Camacho, 20, is charged with murder for allegedly beating, stabbing, slashing, and strangling Victor Pachas, a 43-year-old transvestite, about 4 a.m. on Feb. 25, 2001. Camacho, of Paterson, admits he killed Pachas, but Aprile said his client is not guilty of knowing and purposeful murder.
Instead, Aprile said, his client was "driven by revulsion and fear." The attorney pointed jurors toward a finding of passion provocation manslaughter - saying the crime was committed in the heat of passion resulting from a reasonable provocation.
Murder carries at least a 30-year prison term, whereas the sentencing range for the manslaughter charge is five to 10 years.
John Latoracca, Passaic County chief assistant prosecutor, told jurors they can't let discomfort with Pachas' lifestyle color their view.

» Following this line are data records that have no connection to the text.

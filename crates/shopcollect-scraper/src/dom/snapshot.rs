//! In-memory [`Page`] backed by captured HTML.
//!
//! A paged snapshot holds an ordered list of captures of the ranking table,
//! one per result page. The first capture is rendered immediately; clicking
//! an element with the `btn-next` class renders the following capture after
//! `render_delay`, which mimics the target application re-rendering its
//! table asynchronously after navigation.

use std::cell::{Cell, RefCell};
use std::rc::Rc;
use std::time::Duration;

use super::{Document, DocumentSource, Element, EmbeddedDocument, MutationFeed, MutationSubscription, Page};
use crate::error::ScraperError;

/// `src` of the iframe that hosts embedded captures.
pub const CAPTURE_FRAME_SRC: &str = "https://ranking.shopdata.example/shop-rank";

const NEXT_CLASS: &str = "btn-next";

/// Where captured pages are rendered.
#[derive(Debug, Clone, Copy, PartialEq, Eq)]
pub enum CapturePlacement {
    /// Directly in the primary document.
    Primary,
    /// Inside an iframe of the primary document.
    Embedded,
}

/// Cheaply cloneable handle to an in-memory page.
///
/// Navigation renders through `tokio::task::spawn_local`, so a paged
/// snapshot must be clicked from inside a `LocalSet`.
#[derive(Clone)]
pub struct SnapshotPage {
    inner: Rc<Inner>,
}

struct Inner {
    primary: RefCell<Document>,
    frames: RefCell<Vec<EmbeddedDocument>>,
    feed: MutationFeed,
    captures: Vec<String>,
    placement: CapturePlacement,
    cursor: Cell<usize>,
    render_delay: Duration,
    clicks: Cell<usize>,
}

impl SnapshotPage {
    /// A static page with no navigation.
    #[must_use]
    pub fn new(primary_markup: &str) -> Self {
        Self::build(
            Document::parse(primary_markup),
            Vec::new(),
            Vec::new(),
            CapturePlacement::Primary,
            Duration::ZERO,
        )
    }

    /// A page that walks through `captures` as the next control is clicked.
    #[must_use]
    pub fn paged(captures: Vec<String>, placement: CapturePlacement, render_delay: Duration) -> Self {
        let (primary, frames) = match (placement, captures.first()) {
            (CapturePlacement::Primary, Some(first)) => (Document::parse(first), Vec::new()),
            (CapturePlacement::Primary, None) => (Document::parse(""), Vec::new()),
            (CapturePlacement::Embedded, first) => (
                Document::parse(&frame_shell()),
                vec![EmbeddedDocument::readable(
                    CAPTURE_FRAME_SRC,
                    Document::parse(first.map_or("", String::as_str)),
                )],
            ),
        };
        Self::build(primary, frames, captures, placement, render_delay)
    }

    fn build(
        primary: Document,
        frames: Vec<EmbeddedDocument>,
        captures: Vec<String>,
        placement: CapturePlacement,
        render_delay: Duration,
    ) -> Self {
        Self {
            inner: Rc::new(Inner {
                primary: RefCell::new(primary),
                frames: RefCell::new(frames),
                feed: MutationFeed::new(),
                captures,
                placement,
                cursor: Cell::new(0),
                render_delay,
                clicks: Cell::new(0),
            }),
        }
    }

    /// Replaces the primary document and notifies observers.
    pub fn set_primary(&self, markup: &str) {
        *self.inner.primary.borrow_mut() = Document::parse(markup);
        self.inner.feed.notify();
    }

    /// Appends an embedded document and notifies observers.
    pub fn push_frame(&self, frame: EmbeddedDocument) {
        self.inner.frames.borrow_mut().push(frame);
        self.inner.feed.notify();
    }

    /// Replaces the document of the frame whose `src` matches, if any.
    pub fn set_frame(&self, src: &str, markup: &str) {
        let mut replaced = false;
        for frame in self.inner.frames.borrow_mut().iter_mut() {
            if frame.src == src {
                *frame = EmbeddedDocument::readable(src, Document::parse(markup));
                replaced = true;
            }
        }
        if replaced {
            self.inner.feed.notify();
        }
    }

    /// 1-based index of the capture most recently navigated to.
    #[must_use]
    pub fn current_capture(&self) -> usize {
        self.inner.cursor.get() + 1
    }

    #[must_use]
    pub fn click_count(&self) -> usize {
        self.inner.clicks.get()
    }

    /// Number of mutation observers currently connected.
    #[must_use]
    pub fn observer_count(&self) -> usize {
        self.inner.feed.observer_count()
    }

    fn render_capture(&self, index: usize) {
        let Some(markup) = self.inner.captures.get(index) else {
            return;
        };
        match self.inner.placement {
            CapturePlacement::Primary => self.set_primary(markup),
            CapturePlacement::Embedded => self.set_frame(CAPTURE_FRAME_SRC, markup),
        }
        tracing::debug!(capture = index + 1, "snapshot rendered capture");
    }
}

impl Page for SnapshotPage {
    fn sources(&self) -> Vec<DocumentSource> {
        let mut sources = vec![DocumentSource::Primary(self.inner.primary.borrow().clone())];
        sources.extend(
            self.inner
                .frames
                .borrow()
                .iter()
                .cloned()
                .map(DocumentSource::Embedded),
        );
        sources
    }

    fn subscribe(&self) -> MutationSubscription {
        self.inner.feed.subscribe()
    }

    fn click(&self, element: &Element) -> Result<(), ScraperError> {
        self.inner.clicks.set(self.inner.clicks.get() + 1);
        if !element.has_class(NEXT_CLASS) {
            return Ok(());
        }
        if self.inner.captures.is_empty() {
            return Err(ScraperError::Navigation(
                "page has no captures to navigate to".to_owned(),
            ));
        }

        let next = self.inner.cursor.get() + 1;
        if next >= self.inner.captures.len() {
            tracing::debug!(capture = next, "next clicked on final capture; nothing to render");
            return Ok(());
        }
        self.inner.cursor.set(next);

        if self.inner.render_delay.is_zero() {
            self.render_capture(next);
        } else {
            let page = self.clone();
            let delay = self.inner.render_delay;
            tokio::task::spawn_local(async move {
                tokio::time::sleep(delay).await;
                page.render_capture(next);
            });
        }
        Ok(())
    }
}

fn frame_shell() -> String {
    format!(
        r#"<html><head><title>Shop Ranking</title></head><body><div id="app"><iframe src="{CAPTURE_FRAME_SRC}"></iframe></div></body></html>"#
    )
}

"Victor Pachas was a human being and he did not deserve to die," Latoracca said. Pachas' lifestyle "is not an excuse, it's not a defense, it's not a legitimate basis to call this case anything other than what it is: murder."
Latoracca pointed to the brutality of the attack as proof the crime was murder, noting that the apartment was literally drenched with the victim's blood. He also told jurors about a portion of Camacho's police statement, where he said, "'I couldn't control myself because he was screaming, and I knew if people heard the screaming I would get in trouble.'"

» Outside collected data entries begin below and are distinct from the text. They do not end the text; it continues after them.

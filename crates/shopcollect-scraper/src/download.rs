//! Delivery of a finished export payload as a file.

use std::path::PathBuf;

use crate::error::ScraperError;

/// Receives a finished export and turns it into a file the user can open.
pub trait Downloader {
    /// # Errors
    ///
    /// Returns [`ScraperError::Download`] if the payload cannot be stored.
    fn download(&self, filename: &str, payload: &[u8]) -> Result<PathBuf, ScraperError>;
}

/// Writes exports into a fixed directory, creating it on first use.
#[derive(Debug, Clone)]
pub struct DirectoryDownloader {
    dir: PathBuf,
}

impl DirectoryDownloader {
    #[must_use]
    pub fn new(dir: impl Into<PathBuf>) -> Self {
        Self { dir: dir.into() }
    }
}

impl Downloader for DirectoryDownloader {
    fn download(&self, filename: &str, payload: &[u8]) -> Result<PathBuf, ScraperError> {
        let path = self.dir.join(filename);
        let io_err = |source| ScraperError::Download {
            path: path.display().to_string(),
            source,
        };
        std::fs::create_dir_all(&self.dir).map_err(io_err)?;
        std::fs::write(&path, payload).map_err(io_err)?;
        tracing::info!(path = %path.display(), bytes = payload.len(), "export written");
        Ok(path)
    }
}

#[cfg(test)]
mod tests {
    use super::*;

    #[test]
    fn writes_payload_into_nested_directory() {
        let tmp = tempfile::tempdir().unwrap();
        let downloader = DirectoryDownloader::new(tmp.path().join("exports"));
        let path = downloader.download("shops.csv", b"a,b").unwrap();
        assert_eq!(path, tmp.path().join("exports").join("shops.csv"));
        assert_eq!(std::fs::read(&path).unwrap(), b"a,b");
    }

    #[test]
    fn reports_unwritable_target() {
        let tmp = tempfile::tempdir().unwrap();
        let blocker = tmp.path().join("not-a-dir");
        std::fs::write(&blocker, b"").unwrap();
        let downloader = DirectoryDownloader::new(&blocker);
        let err = downloader.download("shops.csv", b"x").unwrap_err();
        assert!(matches!(err, ScraperError::Download { .. }), "got: {err:?}");
    }
}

On Tuesday, jurors also heard from one of Pachas' friends, who was with him at a nightclub before he met Camacho. On the stand, Alejandro Fernandez said he did not recall whether Pachas talked that night about hooking up with a stranger for sex.

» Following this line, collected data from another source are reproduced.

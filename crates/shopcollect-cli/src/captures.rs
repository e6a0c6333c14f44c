//! Loading captured ranking pages and wiring them to a collector.

use std::path::{Path, PathBuf};
use std::time::Duration;

use anyhow::Context;
use shopcollect_core::{AppConfig, CollectStatus};
use shopcollect_scraper::{
    CapturePlacement, Collector, CollectorSettings, DirectoryDownloader, SnapshotPage,
};
use tokio::sync::mpsc;

/// Reads every `*.html` file in `dir`, sorted by file name.
///
/// # Errors
///
/// Returns an error if the directory cannot be read, holds no captures, or
/// a capture cannot be read as UTF-8.
pub(crate) fn load_captures(dir: &Path) -> anyhow::Result<Vec<String>> {
    let mut paths: Vec<PathBuf> = std::fs::read_dir(dir)
        .with_context(|| format!("failed to read capture directory {}", dir.display()))?
        .filter_map(Result::ok)
        .map(|entry| entry.path())
        .filter(|path| {
            path.extension()
                .is_some_and(|ext| ext.eq_ignore_ascii_case("html"))
        })
        .collect();
    paths.sort();

    if paths.is_empty() {
        anyhow::bail!("no .html captures found in {}", dir.display());
    }

    paths
        .iter()
        .map(|path| {
            std::fs::read_to_string(path)
                .with_context(|| format!("failed to read capture {}", path.display()))
        })
        .collect()
}

/// Builds a collector over the captures in `dir`, returning the status stream.
pub(crate) fn build_collector(
    config: &AppConfig,
    dir: &Path,
    placement: CapturePlacement,
) -> anyhow::Result<(Collector<SnapshotPage>, mpsc::UnboundedReceiver<CollectStatus>)> {
    let captures = load_captures(dir)?;
    tracing::info!(captures = captures.len(), dir = %dir.display(), "captures loaded");

    let page = SnapshotPage::paged(
        captures,
        placement,
        Duration::from_millis(config.render_delay_ms),
    );
    let (tx, rx) = mpsc::unbounded_channel();
    let collector = Collector::new(
        page,
        tx,
        DirectoryDownloader::new(config.export_dir.clone()),
        CollectorSettings::from_app_config(config),
    )
    .context("failed to build collector")?;
    Ok((collector, rx))
}

#[cfg(test)]
mod tests {
    use super::*;

    #[test]
    fn loads_html_files_in_name_order() {
        let dir = tempfile::tempdir().unwrap();
        std::fs::write(dir.path().join("page-02.html"), "two").unwrap();
        std::fs::write(dir.path().join("page-01.HTML"), "one").unwrap();
        std::fs::write(dir.path().join("notes.txt"), "skip").unwrap();
        let captures = load_captures(dir.path()).unwrap();
        assert_eq!(captures, ["one", "two"]);
    }

    #[test]
    fn empty_directory_is_an_error() {
        let dir = tempfile::tempdir().unwrap();
        let err = load_captures(dir.path()).unwrap_err();
        assert!(err.to_string().contains("no .html captures"), "got: {err}");
    }

    #[test]
    fn missing_directory_is_an_error() {
        let dir = tempfile::tempdir().unwrap();
        let err = load_captures(&dir.path().join("absent")).unwrap_err();
        assert!(err.to_string().contains("failed to read capture directory"));
    }
}
pub mod collector;
pub mod csv;
pub mod dom;
pub mod download;
pub mod error;
pub mod extract;
pub mod locator;
pub mod pagination;
pub mod reporter;
pub mod run;

pub use collector::Collector;
pub use dom::{CapturePlacement, Document, DocumentSource, Element, Page, SnapshotPage, SourceKind};
pub use download::{DirectoryDownloader, Downloader};
pub use error::ScraperError;
pub use extract::RowExtractor;
pub use pagination::CollectorSettings;
pub use reporter::{StatusReporter, StatusSink};
pub use run::{RunPhase, RunSnapshot};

In cross-examination, Aprile pointed out that Fernandez had told that to police the day after the killing.
Jurors also heard from other tenants in Pachas' Genessee Avenue apartment building, who said they heard loud noises and cries for help that night.
Camacho was arrested six weeks after the killing when authorities found him in Puerto Rico, where he had fled the day after the crime. His sister turned him in, Latoracca said.
Camacho told police he had been walking home that night, and heard someone call him over to a car, Latoracca said.
The driver was Pachas, who wore a skirt, heels, and a wig, and was on a block of Slater Street that is known for male prostitution, Latoracca said. Once back at Pachas' apartment, and after Pachas came out of the bathroom, Camacho told police he got up to get his clothing, but Pachas "went" for his knife.
Camacho told police he punched Pachas and then stabbed him. When the knife blade broke from the handle, Camacho pulled the bare blade out from Pachas' back and started stabbing and slashing him in the face, Latoracca said.
Aprile also told jurors that once Camacho was confronted with the truth about Pachas, he initially got up to leave.
"Is Mr. Pachas going to try to convince him to stay? Or is he going to try to force himself on my client?" Aprile told jurors. Latoracca said that some parts of Camacho's statement were self-serving.
Camacho, who appeared in court in a buzz cut and sporting tattoos on his cheek and neck, is being held in the Passaic County Jail on $500,000 bail. The case, in state Superior Court in Paterson, is set to continue today.